→ DATA TO PROCESS:
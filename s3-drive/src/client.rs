/*
 * Copyright Amazon.com, Inc. or its affiliates. All Rights Reserved.
 * SPDX-License-Identifier: Apache-2.0
 */

use std::sync::Arc;

use async_trait::async_trait;
use aws_sdk_s3::primitives::ByteStream;
use bytes::Bytes;

use crate::error::Error;
use crate::operation::{copy, delete, metadata, read, url, write};
use crate::types::{FileStats, SignedUrlOptions, Visibility, WriteOptions};
use crate::{Config, Driver};

/// File storage driver for Amazon Simple Storage Service.
///
/// Cloning is cheap; clones share the same configuration and S3 client.
#[derive(Debug, Clone)]
pub struct S3Driver {
    pub(crate) handle: Arc<Handle>,
}

/// Whatever is needed to carry out operations
#[derive(Debug)]
pub(crate) struct Handle {
    pub(crate) config: Config,
}

impl Handle {
    /// The S3 client to use for SDK operations
    pub(crate) fn client(&self) -> &aws_sdk_s3::Client {
        self.config.client()
    }

    /// The bucket every location lives in
    pub(crate) fn bucket(&self) -> &str {
        self.config.bucket()
    }
}

impl S3Driver {
    /// Creates a new driver from a driver config.
    pub fn new(config: Config) -> S3Driver {
        let handle = Arc::new(Handle { config });
        S3Driver { handle }
    }

    /// Returns the driver's configuration
    pub fn config(&self) -> &Config {
        &self.handle.config
    }

    /// The underlying S3 client, for requests this driver does not cover.
    pub fn client(&self) -> &aws_sdk_s3::Client {
        self.handle.client()
    }
}

#[async_trait]
impl Driver for S3Driver {
    async fn get(&self, location: &str) -> Result<Bytes, Error> {
        read::get(&self.handle, location).await
    }

    async fn get_stream(&self, location: &str) -> Result<ByteStream, Error> {
        read::get_stream(&self.handle, location).await
    }

    async fn exists(&self, location: &str) -> Result<bool, Error> {
        metadata::exists(&self.handle, location).await
    }

    async fn get_visibility(&self, location: &str) -> Result<Visibility, Error> {
        metadata::get_visibility(&self.handle, location).await
    }

    async fn get_stats(&self, location: &str) -> Result<FileStats, Error> {
        metadata::get_stats(&self.handle, location).await
    }

    async fn get_signed_url(
        &self,
        location: &str,
        options: SignedUrlOptions,
    ) -> Result<String, Error> {
        metadata::get_signed_url(&self.handle, location, options).await
    }

    fn get_url(&self, location: &str) -> String {
        url::get_url(&self.handle.config, location)
    }

    async fn put(
        &self,
        location: &str,
        contents: Bytes,
        options: WriteOptions,
    ) -> Result<(), Error> {
        write::put(&self.handle, location, contents, options).await
    }

    async fn put_stream(
        &self,
        location: &str,
        stream: ByteStream,
        options: WriteOptions,
    ) -> Result<(), Error> {
        write::put_stream(&self.handle, location, stream, options).await
    }

    async fn set_visibility(&self, location: &str, visibility: Visibility) -> Result<(), Error> {
        write::set_visibility(&self.handle, location, visibility).await
    }

    async fn delete(&self, location: &str) -> Result<(), Error> {
        delete::delete(&self.handle, location).await
    }

    async fn copy(
        &self,
        source: &str,
        destination: &str,
        options: WriteOptions,
    ) -> Result<(), Error> {
        copy::copy(&self.handle, source, destination, options).await
    }

    async fn move_to(
        &self,
        source: &str,
        destination: &str,
        options: WriteOptions,
    ) -> Result<(), Error> {
        copy::move_to(&self.handle, source, destination, options).await
    }
}
/*
 * Copyright Amazon.com, Inc. or its affiliates. All Rights Reserved.
 * SPDX-License-Identifier: Apache-2.0
 */

use crate::client::Handle;
use crate::error::{self, Error, ErrorCause};

/// Delete the object at `location`.
///
/// Deleting a missing object succeeds. S3 answers `204` either way, and services that answer
/// `NoSuchKey`/`NotFound` are treated the same. A bare `404` is not: it may be a missing bucket.
pub(crate) async fn delete(handle: &Handle, location: &str) -> Result<(), Error> {
    let resp = handle
        .client()
        .delete_object()
        .bucket(handle.bucket())
        .key(location)
        .send()
        .await;

    match resp {
        Ok(_) => Ok(()),
        Err(err) if err.is_missing_key() => {
            tracing::trace!(location, "object to delete was not found");
            Ok(())
        }
        Err(err) => Err(error::delete_failed(location)(err)),
    }
}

→ WHAT IS BEING ASKED:
Print the material above once more, exactly.

→ WRITTEN ANSWER:
filename s3-drive/src/client.rs
/*
 * Copyright Amazon.com, Inc. or its affiliates. All Rights Reserved.
 * SPDX-License-Identifier: Apache-2.0
 */

use std::sync::Arc;

use async_trait::async_trait;
use aws_sdk_s3::primitives::ByteStream;
use bytes::Bytes;

use crate::error::Error;
use crate::operation::{copy, delete, metadata, read, url, write};
use crate::types::{FileStats, SignedUrlOptions, Visibility, WriteOptions};
use crate::{Config, Driver};

/// File storage driver for Amazon Simple Storage Service.
///
/// Cloning is cheap; clones share the same configuration and S3 client.
#[derive(Debug, Clone)]
pub struct S3Driver {
    pub(crate) handle: Arc<Handle>,
}

/// Whatever is needed to carry out operations
#[derive(Debug)]
pub(crate) struct Handle {
    pub(crate) config: Config,
}

impl Handle {
    /// The S3 client to use for SDK operations
    pub(crate) fn client(&self) -> &aws_sdk_s3::Client {
        self.config.client()
    }

    /// The bucket every location lives in
    pub(crate) fn bucket(&self) -> &str {
        self.config.bucket()
    }
}

impl S3Driver {
    /// Creates a new driver from a driver config.
    pub fn new(config: Config) -> S3Driver {
        let handle = Arc::new(Handle { config });
        S3Driver { handle }
    }

    /// Returns the driver's configuration
    pub fn config(&self) -> &Config {
        &self.handle.config
    }

    /// The underlying S3 client, for requests this driver does not cover.
    pub fn client(&self) -> &aws_sdk_s3::Client {
        self.handle.client()
    }
}

#[async_trait]
impl Driver for S3Driver {
    async fn get(&self, location: &str) -> Result<Bytes, Error> {
        read::get(&self.handle, location).await
    }

    async fn get_stream(&self, location: &str) -> Result<ByteStream, Error> {
        read::get_stream(&self.handle, location).await
    }

    async fn exists(&self, location: &str) -> Result<bool, Error> {
        metadata::exists(&self.handle, location).await
    }

    async fn get_visibility(&self, location: &str) -> Result<Visibility, Error> {
        metadata::get_visibility(&self.handle, location).await
    }

    async fn get_stats(&self, location: &str) -> Result<FileStats, Error> {
        metadata::get_stats(&self.handle, location).await
    }

    async fn get_signed_url(
        &self,
        location: &str,
        options: SignedUrlOptions,
    ) -> Result<String, Error> {
        metadata::get_signed_url(&self.handle, location, options).await
    }

    fn get_url(&self, location: &str) -> String {
        url::get_url(&self.handle.config, location)
    }

    async fn put(
        &self,
        location: &str,
        contents: Bytes,
        options: WriteOptions,
    ) -> Result<(), Error> {
        write::put(&self.handle, location, contents, options).await
    }

    async fn put_stream(
        &self,
        location: &str,
        stream: ByteStream,
        options: WriteOptions,
    ) -> Result<(), Error> {
        write::put_stream(&self.handle, location, stream, options).await
    }

    async fn set_visibility(&self, location: &str, visibility: Visibility) -> Result<(), Error> {
        write::set_visibility(&self.handle, location, visibility).await
    }

    async fn delete(&self, location: &str) -> Result<(), Error> {
        delete::delete(&self.handle, location).await
    }

    async fn copy(
        &self,
        source: &str,
        destination: &str,
        options: WriteOptions,
    ) -> Result<(), Error> {
        copy::copy(&self.handle, source, destination, options).await
    }

    async fn move_to(
        &self,
        source: &str,
        destination: &str,
        options: WriteOptions,
    ) -> Result<(), Error> {
        copy::move_to(&self.handle, source, destination, options).await
    }
}
/*
 * Copyright Amazon.com, Inc. or its affiliates. All Rights Reserved.
 * SPDX-License-Identifier: Apache-2.0
 */

use crate::client::Handle;
use crate::error::{self, Error, ErrorCause};

/// Delete the object at `location`.
///
/// Deleting a missing object succeeds. S3 answers `204` either way, and services that answer
/// `NoSuchKey`/`NotFound` are treated the same. A bare `404` is not: it may be a missing bucket.
pub(crate) async fn delete(handle: &Handle, location: &str) -> Result<(), Error> {
    let resp = handle
        .client()
        .delete_object()
        .bucket(handle.bucket())
        .key(location)
        .send()
        .await;

    match resp {
        Ok(_) => Ok(()),
        Err(err) if err.is_missing_key() => {
            tracing::trace!(location, "object to delete was not found");
            Ok(())
        }
        Err(err) => Err(error::delete_failed(location)(err)),
    }
}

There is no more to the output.